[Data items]

------------

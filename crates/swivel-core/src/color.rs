#[derive(Clone, Copy, Debug, Default, PartialEq)]
#[cfg_attr(feature = "serde", derive(serde::Serialize, serde::Deserialize))]
pub struct Color(pub u8, pub u8, pub u8, pub u8);

impl Color {
    pub const TRANSPARENT: Color = Color(0, 0, 0, 0);
    pub const BLACK: Color = Color(0, 0, 0, 255);
    pub const WHITE: Color = Color(255, 255, 255, 255);

    pub fn from_rgb(r: u8, g: u8, b: u8) -> Self {
        Color(r, g, b, 255)
    }

    pub fn from_hex(hex: &str) -> Self {
        let s = hex.trim_start_matches('#');
        // Byte-range slicing below; non-ASCII input degrades like any other
        // garbage instead of panicking on a char boundary.
        if !s.is_ascii() {
            return Color(0, 0, 0, 255);
        }
        let (r, g, b, a) = match s.len() {
            6 => (
                u8::from_str_radix(&s[0..2], 16).unwrap_or(0),
                u8::from_str_radix(&s[2..4], 16).unwrap_or(0),
                u8::from_str_radix(&s[4..6], 16).unwrap_or(0),
                255,
            ),
            8 => (
                u8::from_str_radix(&s[0..2], 16).unwrap_or(0),
                u8::from_str_radix(&s[2..4], 16).unwrap_or(0),
                u8::from_str_radix(&s[4..6], 16).unwrap_or(0),
                u8::from_str_radix(&s[6..8], 16).unwrap_or(255),
            ),
            _ => (0, 0, 0, 255),
        };
        Color(r, g, b, a)
    }

    pub fn with_alpha(self, a: u8) -> Self {
        Color(self.0, self.1, self.2, a)
    }
}

/// Fill for shapes and backgrounds: a solid color or a two-stop gradient.
///
/// Widgets should talk in `Brush` rather than raw `Color` so gradients share
/// the same code path.
#[derive(Clone, Copy, Debug, PartialEq)]
pub enum Brush {
    Solid(Color),
    /// Linear gradient from `start` to `end`, along `axis`.
    Linear {
        start: Color,
        end: Color,
        axis: GradientAxis,
    },
}

#[derive(Clone, Copy, Debug, PartialEq)]
pub enum GradientAxis {
    Horizontal,
    Vertical,
}

impl From<Color> for Brush {
    fn from(c: Color) -> Self {
        Brush::Solid(c)
    }
}

#[cfg(test)]
mod tests {
    use super::*;

    #[test]
    fn from_hex_parses_rgb_and_rgba() {
        assert_eq!(Color::from_hex("#FF5733"), Color(255, 87, 51, 255));
        assert_eq!(Color::from_hex("#FF5733AA"), Color(255, 87, 51, 170));
    }

    #[test]
    fn from_hex_garbage_is_black() {
        assert_eq!(Color::from_hex("nope"), Color(0, 0, 0, 255));
        // Six *bytes* but not six ASCII digits must not slice mid-character.
        assert_eq!(Color::from_hex("a✓aa"), Color(0, 0, 0, 255));
        assert_eq!(Color::from_hex("#ümlaut8"), Color(0, 0, 0, 255));
    }
}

------------

**Work instruction:** Using the data above, show each line where "GradientAxis" occurs.

**Output of the exercise:**
        axis: GradientAxis,
pub enum GradientAxis {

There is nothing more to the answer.